TASK MATERIAL
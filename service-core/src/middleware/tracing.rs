use axum::http::HeaderValue;
use axum::{extract::Request, middleware::Next, response::Response};
use std::sync::atomic::{AtomicU64, Ordering};

pub const REQUEST_ID_HEADER: &str = "x-request-id";

static LAST_REQUEST_ID: AtomicU64 = AtomicU64::new(0);

/// Identifier attached to every request as an extension and echoed back in
/// the `x-request-id` response header.
#[derive(Debug, Clone, PartialEq, Eq)]
pub struct RequestId(pub String);

impl std::fmt::Display for RequestId {
    fn fmt(&self, f: &mut std::fmt::Formatter<'_>) -> std::fmt::Result {
        f.write_str(&self.0)
    }
}

/// Milliseconds since the Unix epoch, bumped by one whenever two requests
/// land in the same millisecond so ids are strictly increasing per process.
pub fn next_request_id() -> RequestId {
    let now = chrono::Utc::now().timestamp_millis().max(0) as u64;
    let mut last = LAST_REQUEST_ID.load(Ordering::Relaxed);
    loop {
        let candidate = now.max(last + 1);
        match LAST_REQUEST_ID.compare_exchange_weak(
            last,
            candidate,
            Ordering::Relaxed,
            Ordering::Relaxed,
        ) {
            Ok(_) => return RequestId(candidate.to_string()),
            Err(current) => last = current,
        }
    }
}

pub async fn request_id_middleware(mut req: Request, next: Next) -> Response {
    let request_id = req
        .headers()
        .get(REQUEST_ID_HEADER)
        .and_then(|h| h.to_str().ok())
        .filter(|s| !s.is_empty())
        .map(|s| RequestId(s.to_string()))
        .unwrap_or_else(next_request_id);

    if let Ok(header_value) = HeaderValue::from_str(&request_id.0) {
        req.headers_mut().insert(REQUEST_ID_HEADER, header_value);
    }
    req.extensions_mut().insert(request_id.clone());

    let mut response = next.run(req).await;

    if let Ok(header_value) = HeaderValue::from_str(&request_id.0) {
        response
            .headers_mut()
            .insert(REQUEST_ID_HEADER, header_value);
    }

    response
}
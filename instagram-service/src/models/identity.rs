//! Inbound identity request and the suggestion shape the prompt asks for.

use serde::{Deserialize, Serialize};
use serde_json::Value;

pub const FIELD_DESIRED_USERNAME: &str = "nombre_usuario_deseado";
pub const FIELD_BIO_INTENT: &str = "solicitud_biografia";
pub const FIELD_TARGET_AUDIENCE: &str = "publico_objetivo";

/// Canonical order of the required fields, as reported in 400 responses.
pub const REQUIRED_FIELDS: [&str; 3] = [
    FIELD_DESIRED_USERNAME,
    FIELD_BIO_INTENT,
    FIELD_TARGET_AUDIENCE,
];

/// Validated request: every field present and non-empty.
#[derive(Debug, Clone, PartialEq, Eq)]
pub struct IdentityRequest {
    pub desired_username: String,
    pub bio_intent: String,
    pub target_audience: String,
}

/// Which of the required fields were usable, for the validation log line.
#[derive(Debug, Clone, Copy, PartialEq, Eq, Serialize)]
pub struct FieldPresence {
    pub nombre_usuario_deseado: bool,
    pub solicitud_biografia: bool,
    pub publico_objetivo: bool,
}

impl IdentityRequest {
    /// Extract the three fields from an arbitrary JSON body.
    ///
    /// A field counts as missing when it is absent, `null`, `false`, `0` or
    /// an empty string. Anything else is accepted and rendered as text.
    pub fn from_body(body: &Value) -> Result<Self, FieldPresence> {
        let username = field_text(body, FIELD_DESIRED_USERNAME);
        let bio = field_text(body, FIELD_BIO_INTENT);
        let audience = field_text(body, FIELD_TARGET_AUDIENCE);

        match (username, bio, audience) {
            (Some(desired_username), Some(bio_intent), Some(target_audience)) => Ok(Self {
                desired_username,
                bio_intent,
                target_audience,
            }),
            (username, bio, audience) => Err(FieldPresence {
                nombre_usuario_deseado: username.is_some(),
                solicitud_biografia: bio.is_some(),
                publico_objetivo: audience.is_some(),
            }),
        }
    }
}

fn field_text(body: &Value, key: &str) -> Option<String> {
    match body.get(key)? {
        Value::Null | Value::Bool(false) => None,
        Value::String(s) if s.is_empty() => None,
        Value::Number(n) if n.as_f64() == Some(0.0) => None,
        Value::String(s) => Some(s.clone()),
        Value::Bool(true) => Some("true".to_string()),
        Value::Number(n) => Some(n.to_string()),
        other => Some(other.to_string()),
    }
}

/// The structured answer requested from the model.
///
/// Responses are relayed as raw JSON without being checked against this
/// type; it exists for the mock provider and for callers that want a typed
/// view.
#[derive(Debug, Clone, PartialEq, Eq, Serialize, Deserialize)]
pub struct IdentitySuggestion {
    pub sugerencias_usuario: Vec<String>,
    pub biografias: Vec<String>,
    pub publico_objetivo: String,
    pub recomendaciones_comunidad: Vec<String>,
}
use crate::error::AppError;
use config::{Config as Cfg, File};
use serde::Deserialize;

#[derive(Debug, Deserialize, Clone)]
pub struct Config {
    #[serde(default = "default_port")]
    pub port: u16,
}

fn default_port() -> u16 {
    3000
}

impl Config {
    /// Load the shared settings.
    ///
    /// Sources, lowest precedence first: `configuration.*` file, `APP__*`
    /// environment, then a plain `PORT` variable as set by most PaaS hosts.
    pub fn load() -> Result<Self, AppError> {
        dotenvy::dotenv().ok();

        let config = Cfg::builder()
            .add_source(File::with_name("configuration").required(false))
            .add_source(config::Environment::with_prefix("APP").separator("__"))
            .set_override_option("port", std::env::var("PORT").ok())?
            .build()?;

        Ok(config.try_deserialize()?)
    }
}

WHAT TO DO
Would you reproduce the material above exactly as it reads?

PROBLEM SOLUTION
filename service-core/src/middleware/tracing.rs
use axum::http::HeaderValue;
use axum::{extract::Request, middleware::Next, response::Response};
use std::sync::atomic::{AtomicU64, Ordering};

pub const REQUEST_ID_HEADER: &str = "x-request-id";

static LAST_REQUEST_ID: AtomicU64 = AtomicU64::new(0);

/// Identifier attached to every request as an extension and echoed back in
/// the `x-request-id` response header.
#[derive(Debug, Clone, PartialEq, Eq)]
pub struct RequestId(pub String);

impl std::fmt::Display for RequestId {
    fn fmt(&self, f: &mut std::fmt::Formatter<'_>) -> std::fmt::Result {
        f.write_str(&self.0)
    }
}

/// Milliseconds since the Unix epoch, bumped by one whenever two requests
/// land in the same millisecond so ids are strictly increasing per process.
pub fn next_request_id() -> RequestId {
    let now = chrono::Utc::now().timestamp_millis().max(0) as u64;
    let mut last = LAST_REQUEST_ID.load(Ordering::Relaxed);
    loop {
        let candidate = now.max(last + 1);
        match LAST_REQUEST_ID.compare_exchange_weak(
            last,
            candidate,
            Ordering::Relaxed,
            Ordering::Relaxed,
        ) {
            Ok(_) => return RequestId(candidate.to_string()),
            Err(current) => last = current,
        }
    }
}

pub async fn request_id_middleware(mut req: Request, next: Next) -> Response {
    let request_id = req
        .headers()
        .get(REQUEST_ID_HEADER)
        .and_then(|h| h.to_str().ok())
        .filter(|s| !s.is_empty())
        .map(|s| RequestId(s.to_string()))
        .unwrap_or_else(next_request_id);

    if let Ok(header_value) = HeaderValue::from_str(&request_id.0) {
        req.headers_mut().insert(REQUEST_ID_HEADER, header_value);
    }
    req.extensions_mut().insert(request_id.clone());

    let mut response = next.run(req).await;

    if let Ok(header_value) = HeaderValue::from_str(&request_id.0) {
        response
            .headers_mut()
            .insert(REQUEST_ID_HEADER, header_value);
    }

    response
}
filename instagram-service/src/models/identity.rs
//! Inbound identity request and the suggestion shape the prompt asks for.

use serde::{Deserialize, Serialize};
use serde_json::Value;

pub const FIELD_DESIRED_USERNAME: &str = "nombre_usuario_deseado";
pub const FIELD_BIO_INTENT: &str = "solicitud_biografia";
pub const FIELD_TARGET_AUDIENCE: &str = "publico_objetivo";

/// Canonical order of the required fields, as reported in 400 responses.
pub const REQUIRED_FIELDS: [&str; 3] = [
    FIELD_DESIRED_USERNAME,
    FIELD_BIO_INTENT,
    FIELD_TARGET_AUDIENCE,
];

/// Validated request: every field present and non-empty.
#[derive(Debug, Clone, PartialEq, Eq)]
pub struct IdentityRequest {
    pub desired_username: String,
    pub bio_intent: String,
    pub target_audience: String,
}

/// Which of the required fields were usable, for the validation log line.
#[derive(Debug, Clone, Copy, PartialEq, Eq, Serialize)]
pub struct FieldPresence {
    pub nombre_usuario_deseado: bool,
    pub solicitud_biografia: bool,
    pub publico_objetivo: bool,
}

impl IdentityRequest {
    /// Extract the three fields from an arbitrary JSON body.
    ///
    /// A field counts as missing when it is absent, `null`, `false`, `0` or
    /// an empty string. Anything else is accepted and rendered as text.
    pub fn from_body(body: &Value) -> Result<Self, FieldPresence> {
        let username = field_text(body, FIELD_DESIRED_USERNAME);
        let bio = field_text(body, FIELD_BIO_INTENT);
        let audience = field_text(body, FIELD_TARGET_AUDIENCE);

        match (username, bio, audience) {
            (Some(desired_username), Some(bio_intent), Some(target_audience)) => Ok(Self {
                desired_username,
                bio_intent,
                target_audience,
            }),
            (username, bio, audience) => Err(FieldPresence {
                nombre_usuario_deseado: username.is_some(),
                solicitud_biografia: bio.is_some(),
                publico_objetivo: audience.is_some(),
            }),
        }
    }
}

fn field_text(body: &Value, key: &str) -> Option<String> {
    match body.get(key)? {
        Value::Null | Value::Bool(false) => None,
        Value::String(s) if s.is_empty() => None,
        Value::Number(n) if n.as_f64() == Some(0.0) => None,
        Value::String(s) => Some(s.clone()),
        Value::Bool(true) => Some("true".to_string()),
        Value::Number(n) => Some(n.to_string()),
        other => Some(other.to_string()),
    }
}

/// The structured answer requested from the model.
///
/// Responses are relayed as raw JSON without being checked against this
/// type; it exists for the mock provider and for callers that want a typed
/// view.
#[derive(Debug, Clone, PartialEq, Eq, Serialize, Deserialize)]
pub struct IdentitySuggestion {
    pub sugerencias_usuario: Vec<String>,
    pub biografias: Vec<String>,
    pub publico_objetivo: String,
    pub recomendaciones_comunidad: Vec<String>,
}
use crate::error::AppError;
use config::{Config as Cfg, File};
use serde::Deserialize;

#[derive(Debug, Deserialize, Clone)]
pub struct Config {
    #[serde(default = "default_port")]
    pub port: u16,
}

fn default_port() -> u16 {
    3000
}

impl Config {
    /// Load the shared settings.
    ///
    /// Sources, lowest precedence first: `configuration.*` file, `APP__*`
    /// environment, then a plain `PORT` variable as set by most PaaS hosts.
    pub fn load() -> Result<Self, AppError> {
        dotenvy::dotenv().ok();

        let config = Cfg::builder()
            .add_source(File::with_name("configuration").required(false))
            .add_source(config::Environment::with_prefix("APP").separator("__"))
            .set_override_option("port", std::env::var("PORT").ok())?
            .build()?;

        Ok(config.try_deserialize()?)
    }
}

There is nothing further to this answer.